### EXERCISE
Below are some records; quote exactly the lines from the one that contains "filename crates/hirehub-auth/src/jwt/decoder.rs" through the one that contains "#[derive(Clone)]", inclusive, and no others.

### MATERIALS PROVIDED
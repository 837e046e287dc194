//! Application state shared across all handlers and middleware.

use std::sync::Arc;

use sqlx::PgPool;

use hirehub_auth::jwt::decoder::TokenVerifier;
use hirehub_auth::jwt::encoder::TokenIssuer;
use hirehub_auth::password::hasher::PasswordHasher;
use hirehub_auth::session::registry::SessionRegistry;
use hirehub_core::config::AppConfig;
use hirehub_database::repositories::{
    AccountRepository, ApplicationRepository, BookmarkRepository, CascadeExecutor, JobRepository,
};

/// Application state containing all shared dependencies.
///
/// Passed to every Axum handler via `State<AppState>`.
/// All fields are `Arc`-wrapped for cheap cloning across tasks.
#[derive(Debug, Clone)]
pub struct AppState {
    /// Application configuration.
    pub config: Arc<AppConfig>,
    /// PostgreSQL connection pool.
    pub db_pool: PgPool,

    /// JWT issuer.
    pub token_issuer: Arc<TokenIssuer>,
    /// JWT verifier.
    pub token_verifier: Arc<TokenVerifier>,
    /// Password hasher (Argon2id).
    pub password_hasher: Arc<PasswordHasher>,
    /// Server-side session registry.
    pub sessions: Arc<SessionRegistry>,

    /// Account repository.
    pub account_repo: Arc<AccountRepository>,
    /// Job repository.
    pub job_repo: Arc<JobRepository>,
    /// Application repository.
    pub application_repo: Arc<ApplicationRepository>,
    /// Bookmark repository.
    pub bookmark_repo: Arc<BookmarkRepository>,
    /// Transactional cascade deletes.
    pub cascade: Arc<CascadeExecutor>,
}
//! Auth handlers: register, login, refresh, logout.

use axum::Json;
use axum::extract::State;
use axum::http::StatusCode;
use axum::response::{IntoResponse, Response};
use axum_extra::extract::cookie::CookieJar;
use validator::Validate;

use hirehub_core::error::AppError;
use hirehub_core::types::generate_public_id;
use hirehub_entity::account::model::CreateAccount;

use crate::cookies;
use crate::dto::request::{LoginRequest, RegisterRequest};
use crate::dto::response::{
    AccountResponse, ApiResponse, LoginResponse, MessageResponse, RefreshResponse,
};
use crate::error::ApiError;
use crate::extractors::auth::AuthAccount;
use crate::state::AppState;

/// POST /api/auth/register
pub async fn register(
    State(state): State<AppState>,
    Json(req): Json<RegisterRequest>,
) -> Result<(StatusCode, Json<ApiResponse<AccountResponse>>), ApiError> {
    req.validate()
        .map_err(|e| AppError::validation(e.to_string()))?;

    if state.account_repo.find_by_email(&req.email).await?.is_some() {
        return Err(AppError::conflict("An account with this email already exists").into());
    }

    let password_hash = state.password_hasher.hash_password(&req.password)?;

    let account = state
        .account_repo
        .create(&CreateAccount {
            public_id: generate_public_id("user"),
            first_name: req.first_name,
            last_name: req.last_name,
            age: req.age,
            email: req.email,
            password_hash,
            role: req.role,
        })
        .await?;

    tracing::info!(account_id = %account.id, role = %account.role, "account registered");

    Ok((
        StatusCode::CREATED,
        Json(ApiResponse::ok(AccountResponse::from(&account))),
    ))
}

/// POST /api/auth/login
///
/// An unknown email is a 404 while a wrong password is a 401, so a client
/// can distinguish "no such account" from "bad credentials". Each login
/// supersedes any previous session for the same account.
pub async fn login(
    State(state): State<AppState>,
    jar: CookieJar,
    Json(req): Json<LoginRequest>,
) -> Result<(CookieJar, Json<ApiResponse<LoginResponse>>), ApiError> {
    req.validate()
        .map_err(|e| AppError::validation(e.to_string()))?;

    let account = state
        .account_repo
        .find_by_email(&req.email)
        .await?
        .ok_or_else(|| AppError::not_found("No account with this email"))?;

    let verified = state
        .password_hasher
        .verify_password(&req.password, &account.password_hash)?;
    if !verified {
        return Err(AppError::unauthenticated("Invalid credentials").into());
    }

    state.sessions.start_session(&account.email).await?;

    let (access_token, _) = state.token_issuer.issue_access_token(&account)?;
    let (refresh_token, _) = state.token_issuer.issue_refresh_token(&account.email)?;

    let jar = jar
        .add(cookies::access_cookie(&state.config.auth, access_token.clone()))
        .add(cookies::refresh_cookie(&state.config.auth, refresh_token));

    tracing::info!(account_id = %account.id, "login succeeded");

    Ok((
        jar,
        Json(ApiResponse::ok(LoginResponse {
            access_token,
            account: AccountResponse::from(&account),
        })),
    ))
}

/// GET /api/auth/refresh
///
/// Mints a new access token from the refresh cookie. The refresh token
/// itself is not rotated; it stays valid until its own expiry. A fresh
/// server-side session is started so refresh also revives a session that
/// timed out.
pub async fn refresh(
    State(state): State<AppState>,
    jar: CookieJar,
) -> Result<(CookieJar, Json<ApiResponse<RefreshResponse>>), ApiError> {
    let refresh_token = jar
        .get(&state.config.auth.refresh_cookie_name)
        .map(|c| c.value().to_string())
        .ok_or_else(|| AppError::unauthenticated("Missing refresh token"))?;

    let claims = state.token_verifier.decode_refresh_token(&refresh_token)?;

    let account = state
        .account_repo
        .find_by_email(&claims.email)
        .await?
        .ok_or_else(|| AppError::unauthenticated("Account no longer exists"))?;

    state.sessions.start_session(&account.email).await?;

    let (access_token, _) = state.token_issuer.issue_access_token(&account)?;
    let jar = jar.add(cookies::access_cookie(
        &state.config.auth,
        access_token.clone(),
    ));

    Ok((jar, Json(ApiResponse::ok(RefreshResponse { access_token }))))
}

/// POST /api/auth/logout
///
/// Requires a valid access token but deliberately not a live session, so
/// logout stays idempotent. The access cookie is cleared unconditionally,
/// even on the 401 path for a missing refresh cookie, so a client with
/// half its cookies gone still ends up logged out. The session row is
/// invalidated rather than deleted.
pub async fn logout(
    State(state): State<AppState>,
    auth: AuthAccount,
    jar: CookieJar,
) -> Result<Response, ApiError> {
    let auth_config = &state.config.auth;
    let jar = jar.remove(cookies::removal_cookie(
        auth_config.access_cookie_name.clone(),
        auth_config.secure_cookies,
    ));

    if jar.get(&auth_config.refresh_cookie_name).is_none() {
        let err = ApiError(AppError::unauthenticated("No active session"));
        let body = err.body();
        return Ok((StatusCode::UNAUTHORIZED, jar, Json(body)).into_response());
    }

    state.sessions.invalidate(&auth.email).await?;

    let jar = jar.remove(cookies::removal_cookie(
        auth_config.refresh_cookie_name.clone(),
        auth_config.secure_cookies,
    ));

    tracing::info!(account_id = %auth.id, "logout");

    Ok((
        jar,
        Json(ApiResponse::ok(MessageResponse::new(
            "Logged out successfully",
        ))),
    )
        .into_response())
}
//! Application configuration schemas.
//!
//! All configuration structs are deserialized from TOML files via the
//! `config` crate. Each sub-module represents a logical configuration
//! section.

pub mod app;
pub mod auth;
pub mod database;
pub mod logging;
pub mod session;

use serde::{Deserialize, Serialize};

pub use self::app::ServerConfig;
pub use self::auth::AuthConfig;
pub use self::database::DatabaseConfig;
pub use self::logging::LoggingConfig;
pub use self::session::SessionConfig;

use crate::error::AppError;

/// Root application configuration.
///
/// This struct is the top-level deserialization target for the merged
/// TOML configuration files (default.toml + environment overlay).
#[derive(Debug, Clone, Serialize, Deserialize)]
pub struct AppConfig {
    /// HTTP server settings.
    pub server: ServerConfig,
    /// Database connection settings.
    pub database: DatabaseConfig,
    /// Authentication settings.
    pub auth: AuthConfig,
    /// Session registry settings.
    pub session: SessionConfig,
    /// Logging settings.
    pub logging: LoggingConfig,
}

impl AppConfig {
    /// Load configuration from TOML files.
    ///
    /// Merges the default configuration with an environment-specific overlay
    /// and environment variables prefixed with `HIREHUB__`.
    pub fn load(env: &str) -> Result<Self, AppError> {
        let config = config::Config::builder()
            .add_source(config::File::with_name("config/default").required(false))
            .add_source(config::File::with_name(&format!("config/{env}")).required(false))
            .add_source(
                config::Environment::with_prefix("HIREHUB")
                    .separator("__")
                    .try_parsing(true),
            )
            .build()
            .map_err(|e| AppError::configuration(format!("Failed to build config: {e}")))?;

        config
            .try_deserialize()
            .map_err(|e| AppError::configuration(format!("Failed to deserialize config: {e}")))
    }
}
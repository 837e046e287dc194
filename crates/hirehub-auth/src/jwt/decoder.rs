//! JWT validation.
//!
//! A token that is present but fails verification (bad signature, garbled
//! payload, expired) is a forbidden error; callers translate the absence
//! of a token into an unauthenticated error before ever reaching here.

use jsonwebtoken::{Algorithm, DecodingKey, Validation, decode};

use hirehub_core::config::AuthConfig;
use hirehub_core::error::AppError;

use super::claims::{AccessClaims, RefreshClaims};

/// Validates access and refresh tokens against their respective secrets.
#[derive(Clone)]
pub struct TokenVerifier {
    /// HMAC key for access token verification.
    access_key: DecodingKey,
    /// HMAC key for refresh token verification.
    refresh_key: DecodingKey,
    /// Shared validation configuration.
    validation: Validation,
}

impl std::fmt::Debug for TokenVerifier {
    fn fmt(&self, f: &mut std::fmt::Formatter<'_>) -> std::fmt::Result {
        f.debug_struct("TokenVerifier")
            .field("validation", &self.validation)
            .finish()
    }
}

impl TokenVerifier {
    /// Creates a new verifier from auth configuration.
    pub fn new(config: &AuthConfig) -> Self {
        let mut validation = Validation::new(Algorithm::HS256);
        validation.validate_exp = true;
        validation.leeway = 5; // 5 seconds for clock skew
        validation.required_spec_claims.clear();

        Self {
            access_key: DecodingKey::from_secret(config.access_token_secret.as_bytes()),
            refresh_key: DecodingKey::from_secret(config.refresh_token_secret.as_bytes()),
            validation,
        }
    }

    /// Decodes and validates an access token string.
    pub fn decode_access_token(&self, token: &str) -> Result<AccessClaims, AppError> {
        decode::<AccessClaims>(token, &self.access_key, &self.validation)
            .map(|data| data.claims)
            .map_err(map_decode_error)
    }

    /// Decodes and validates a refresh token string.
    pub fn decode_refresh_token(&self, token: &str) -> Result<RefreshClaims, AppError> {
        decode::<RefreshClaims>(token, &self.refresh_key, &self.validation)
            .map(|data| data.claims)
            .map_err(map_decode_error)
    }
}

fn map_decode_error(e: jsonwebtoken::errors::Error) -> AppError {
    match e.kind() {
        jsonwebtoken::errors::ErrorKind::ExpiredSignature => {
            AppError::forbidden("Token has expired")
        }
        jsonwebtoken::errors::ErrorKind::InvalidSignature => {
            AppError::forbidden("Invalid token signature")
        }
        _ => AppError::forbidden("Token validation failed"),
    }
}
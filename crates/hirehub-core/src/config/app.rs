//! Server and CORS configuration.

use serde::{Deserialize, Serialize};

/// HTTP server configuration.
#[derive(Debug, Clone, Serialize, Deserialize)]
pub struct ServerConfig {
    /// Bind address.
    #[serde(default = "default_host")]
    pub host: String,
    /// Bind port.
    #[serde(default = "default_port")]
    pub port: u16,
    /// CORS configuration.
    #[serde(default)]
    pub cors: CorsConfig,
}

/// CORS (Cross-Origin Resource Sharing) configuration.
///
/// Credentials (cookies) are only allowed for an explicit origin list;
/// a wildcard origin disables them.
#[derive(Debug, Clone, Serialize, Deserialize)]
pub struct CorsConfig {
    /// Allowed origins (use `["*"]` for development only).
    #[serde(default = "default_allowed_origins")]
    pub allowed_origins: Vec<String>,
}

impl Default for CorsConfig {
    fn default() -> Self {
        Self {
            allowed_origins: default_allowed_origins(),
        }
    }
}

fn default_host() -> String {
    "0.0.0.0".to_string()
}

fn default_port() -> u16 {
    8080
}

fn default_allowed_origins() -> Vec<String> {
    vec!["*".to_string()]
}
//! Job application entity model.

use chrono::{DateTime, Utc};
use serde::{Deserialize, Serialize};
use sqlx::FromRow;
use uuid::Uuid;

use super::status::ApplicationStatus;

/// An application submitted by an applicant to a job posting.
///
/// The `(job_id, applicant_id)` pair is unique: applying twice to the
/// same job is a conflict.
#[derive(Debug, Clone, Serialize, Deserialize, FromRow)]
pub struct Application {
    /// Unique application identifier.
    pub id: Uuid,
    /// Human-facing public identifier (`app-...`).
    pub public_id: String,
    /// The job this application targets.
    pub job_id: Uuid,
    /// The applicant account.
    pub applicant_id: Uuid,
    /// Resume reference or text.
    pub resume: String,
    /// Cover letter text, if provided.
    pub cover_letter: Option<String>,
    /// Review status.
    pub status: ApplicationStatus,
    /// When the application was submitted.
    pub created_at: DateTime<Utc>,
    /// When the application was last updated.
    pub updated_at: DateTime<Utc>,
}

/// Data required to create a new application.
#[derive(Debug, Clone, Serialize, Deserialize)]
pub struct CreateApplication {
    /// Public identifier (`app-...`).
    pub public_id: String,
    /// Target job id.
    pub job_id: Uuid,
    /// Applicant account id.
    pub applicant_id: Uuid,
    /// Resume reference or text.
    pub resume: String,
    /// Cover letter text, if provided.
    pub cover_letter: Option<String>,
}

### ANSWER TO THIS TASK
filename crates/hirehub-auth/src/jwt/decoder.rs
//! JWT validation.
//!
//! A token that is present but fails verification (bad signature, garbled
//! payload, expired) is a forbidden error; callers translate the absence
//! of a token into an unauthenticated error before ever reaching here.

use jsonwebtoken::{Algorithm, DecodingKey, Validation, decode};

use hirehub_core::config::AuthConfig;
use hirehub_core::error::AppError;

use super::claims::{AccessClaims, RefreshClaims};

/// Validates access and refresh tokens against their respective secrets.
#[derive(Clone)]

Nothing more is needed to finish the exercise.